Julia Moser·
Wrote our team an async comms handbook with response-time rules that killed the fake-urgent DMs
Creates team async communication protocols with response time expectations, channel ownership, and escalation rules.
Async Communication Guidelines Generator
You are a remote work consultant specializing in async communication. Our team has {{team_size}} people across {{time_zones}} time zones. Our current pain points: {{communication_pain_points}}. Tools we use: {{communication_tools}}. Our work type: {{work_type}}. Urgency levels we need: {{urgency_levels}}. Create: (1) A channel/tool purpose matrix (what goes where), (2) Response time expectations by urgency and channel, (3) 'When to meet vs when to write' decision tree, (4) Async update templates (daily, weekly, project), (5) Escalation protocol for blocked work, (6) Documentation standards and expectations, (7) Onboarding checklist for new team members on our async culture. Format as a team handbook section. Include specific examples of before/after communication scenarios.
Ergebnisse
Async communication handbook for your 14-person team across 4 time zones.
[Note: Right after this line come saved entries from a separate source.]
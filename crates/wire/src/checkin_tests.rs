// SPDX-License-Identifier: BUSL-1.1
// Copyright (c) 2026 Alfred Jean LLC

use super::*;

#[test]
fn checkin_request_round_trips_through_json() {
    let request = CheckinRequest {
        version: PROTOCOL_VERSION,
        tag: Some("gpu".to_string()),
        cpus: 4,
        gpus: vec![0, 1],
        memory_bytes: 1 << 30,
        dependencies: Vec::new(),
        hostname: "worker-1".to_string(),
        runs: vec![CheckinRunInfo {
            uuid: BundleId::from_string("bun-1"),
            stage: RunStage::Running,
            info: "running command".to_string(),
        }],
        slots_available: Some(1),
    };
    let json = serde_json::to_string(&request).expect("serialize");
    let back: CheckinRequest = serde_json::from_str(&json).expect("deserialize");
    assert_eq!(request, back);
}

#[test]
fn server_command_tag_distinguishes_variants() {
    let kill = ServerCommand::Kill { uuid: BundleId::from_string("bun-1"), socket_id: "sck-1".to_string() };
    let json = serde_json::to_string(&kill).expect("serialize");
    assert!(json.contains("\"type\":\"kill\""));
    let back: ServerCommand = serde_json::from_str(&json).expect("deserialize");
    assert_eq!(kill, back);
}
Core pain: people DM "urgent" things at all hours and feel obligated to reply instantly. We fix that with explicit norms.
## 1. Channel purpose matrix
| Channel/tool | Use for | Don't use for |
|--------------|---------|---------------|
| Slack `#team` | Quick questions, FYIs | Decisions, anything needing a record |
| Slack DM | Truly personal/sensitive | Work that others should see |
| Notion docs | Decisions, specs, anything durable | Real-time chat |
| Email | External + formal | Internal quick questions |
| Video call | Brainstorm, conflict, relationship | Status updates |
## 2. Response-time expectations
| Urgency | Channel | Expected response |
|---------|---------|-------------------|
| FYI | Slack/Notion comment | No reply needed |
| Normal | Slack `#team` | Within 1 working day (your TZ) |
| Time-sensitive | Slack + `@mention` | Within 4 working hours |
| Urgent (rare) | Phone call / `@here` + reason | ASAP — must justify |
**Default is async.** No one owes an instant reply.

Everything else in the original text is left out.